Start of DATASET EXTRACT
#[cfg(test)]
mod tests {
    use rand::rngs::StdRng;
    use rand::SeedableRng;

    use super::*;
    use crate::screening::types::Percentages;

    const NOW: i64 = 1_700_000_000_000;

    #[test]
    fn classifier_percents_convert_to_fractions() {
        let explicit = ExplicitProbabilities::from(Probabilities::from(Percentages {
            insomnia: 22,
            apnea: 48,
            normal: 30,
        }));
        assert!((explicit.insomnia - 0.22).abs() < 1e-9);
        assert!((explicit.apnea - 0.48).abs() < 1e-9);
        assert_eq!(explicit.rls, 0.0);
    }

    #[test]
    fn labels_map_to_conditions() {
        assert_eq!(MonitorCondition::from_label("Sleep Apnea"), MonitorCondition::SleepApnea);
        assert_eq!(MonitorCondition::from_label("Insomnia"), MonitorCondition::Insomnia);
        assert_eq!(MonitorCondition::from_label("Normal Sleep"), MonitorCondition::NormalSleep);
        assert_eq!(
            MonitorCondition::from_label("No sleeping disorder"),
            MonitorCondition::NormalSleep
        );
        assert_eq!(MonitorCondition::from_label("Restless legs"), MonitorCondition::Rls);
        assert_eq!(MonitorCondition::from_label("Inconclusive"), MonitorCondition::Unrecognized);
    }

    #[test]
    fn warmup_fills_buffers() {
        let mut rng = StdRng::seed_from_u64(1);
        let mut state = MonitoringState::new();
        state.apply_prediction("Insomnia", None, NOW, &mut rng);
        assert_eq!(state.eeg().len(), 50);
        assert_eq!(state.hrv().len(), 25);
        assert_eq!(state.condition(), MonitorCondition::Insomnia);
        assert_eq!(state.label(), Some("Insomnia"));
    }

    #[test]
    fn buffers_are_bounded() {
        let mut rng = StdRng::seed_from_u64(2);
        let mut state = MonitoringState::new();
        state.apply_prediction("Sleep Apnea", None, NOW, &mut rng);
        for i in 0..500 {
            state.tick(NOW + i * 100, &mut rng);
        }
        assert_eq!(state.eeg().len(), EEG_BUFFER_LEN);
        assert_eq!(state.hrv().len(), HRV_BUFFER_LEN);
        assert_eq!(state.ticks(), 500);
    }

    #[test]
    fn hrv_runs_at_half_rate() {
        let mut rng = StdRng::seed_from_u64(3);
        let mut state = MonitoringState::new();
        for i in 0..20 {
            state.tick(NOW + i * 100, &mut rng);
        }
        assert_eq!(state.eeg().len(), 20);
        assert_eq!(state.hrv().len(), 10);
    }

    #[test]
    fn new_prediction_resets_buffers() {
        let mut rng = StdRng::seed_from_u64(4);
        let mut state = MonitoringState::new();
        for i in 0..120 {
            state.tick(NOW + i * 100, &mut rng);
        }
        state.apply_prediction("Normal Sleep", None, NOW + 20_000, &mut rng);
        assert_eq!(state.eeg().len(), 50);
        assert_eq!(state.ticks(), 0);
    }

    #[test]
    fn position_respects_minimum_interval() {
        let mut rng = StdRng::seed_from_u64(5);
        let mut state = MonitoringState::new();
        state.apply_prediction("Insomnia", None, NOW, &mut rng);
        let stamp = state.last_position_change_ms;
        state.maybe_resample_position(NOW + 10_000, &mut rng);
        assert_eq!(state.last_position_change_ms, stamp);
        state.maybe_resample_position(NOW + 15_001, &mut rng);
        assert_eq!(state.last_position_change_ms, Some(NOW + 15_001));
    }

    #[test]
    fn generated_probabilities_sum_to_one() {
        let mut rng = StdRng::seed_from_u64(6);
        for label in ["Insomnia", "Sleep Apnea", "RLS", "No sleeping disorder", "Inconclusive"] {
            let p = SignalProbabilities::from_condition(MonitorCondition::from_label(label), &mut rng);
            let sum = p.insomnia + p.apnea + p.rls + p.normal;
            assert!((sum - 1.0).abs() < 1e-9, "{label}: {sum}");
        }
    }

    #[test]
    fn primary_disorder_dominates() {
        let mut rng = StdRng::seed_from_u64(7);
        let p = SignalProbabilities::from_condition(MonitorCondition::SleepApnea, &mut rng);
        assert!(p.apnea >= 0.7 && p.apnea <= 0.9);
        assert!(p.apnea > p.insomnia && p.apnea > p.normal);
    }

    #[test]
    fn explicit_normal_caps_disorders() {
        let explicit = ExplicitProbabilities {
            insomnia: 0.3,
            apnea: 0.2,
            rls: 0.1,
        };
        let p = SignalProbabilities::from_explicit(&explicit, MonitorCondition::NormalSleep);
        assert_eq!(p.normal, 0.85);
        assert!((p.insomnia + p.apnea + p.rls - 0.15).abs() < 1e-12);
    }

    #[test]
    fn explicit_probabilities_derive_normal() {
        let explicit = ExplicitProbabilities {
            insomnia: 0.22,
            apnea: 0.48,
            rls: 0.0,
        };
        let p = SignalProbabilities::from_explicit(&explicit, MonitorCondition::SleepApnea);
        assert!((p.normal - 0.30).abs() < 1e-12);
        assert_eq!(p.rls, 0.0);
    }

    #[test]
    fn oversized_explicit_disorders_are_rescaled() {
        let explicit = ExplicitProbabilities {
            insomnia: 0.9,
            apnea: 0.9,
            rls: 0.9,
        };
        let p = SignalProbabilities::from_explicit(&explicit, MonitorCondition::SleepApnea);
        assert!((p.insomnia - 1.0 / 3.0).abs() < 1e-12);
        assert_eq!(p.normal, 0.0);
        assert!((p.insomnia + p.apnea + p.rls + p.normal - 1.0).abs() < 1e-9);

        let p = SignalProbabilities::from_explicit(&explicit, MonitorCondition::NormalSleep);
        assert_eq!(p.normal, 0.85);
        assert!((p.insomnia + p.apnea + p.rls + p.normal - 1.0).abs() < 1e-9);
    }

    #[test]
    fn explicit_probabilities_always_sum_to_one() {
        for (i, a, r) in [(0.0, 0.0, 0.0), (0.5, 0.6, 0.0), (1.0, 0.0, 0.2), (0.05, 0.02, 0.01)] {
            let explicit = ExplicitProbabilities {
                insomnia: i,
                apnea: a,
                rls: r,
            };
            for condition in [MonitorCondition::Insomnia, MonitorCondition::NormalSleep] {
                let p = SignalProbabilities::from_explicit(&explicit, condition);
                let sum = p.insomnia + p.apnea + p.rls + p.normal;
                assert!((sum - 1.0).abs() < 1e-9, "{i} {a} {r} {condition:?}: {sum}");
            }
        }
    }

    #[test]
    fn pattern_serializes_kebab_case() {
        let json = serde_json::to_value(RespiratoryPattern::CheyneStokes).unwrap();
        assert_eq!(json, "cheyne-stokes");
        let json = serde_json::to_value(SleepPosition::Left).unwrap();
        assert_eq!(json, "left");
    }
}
End of DATASET EXTRACT
> _REQUIRED WORK_
Each line in the listing above that includes "ticks" is to be copied.

> _FINISHED EXERCISE_
        assert_eq!(state.ticks(), 500);
        assert_eq!(state.ticks(), 0);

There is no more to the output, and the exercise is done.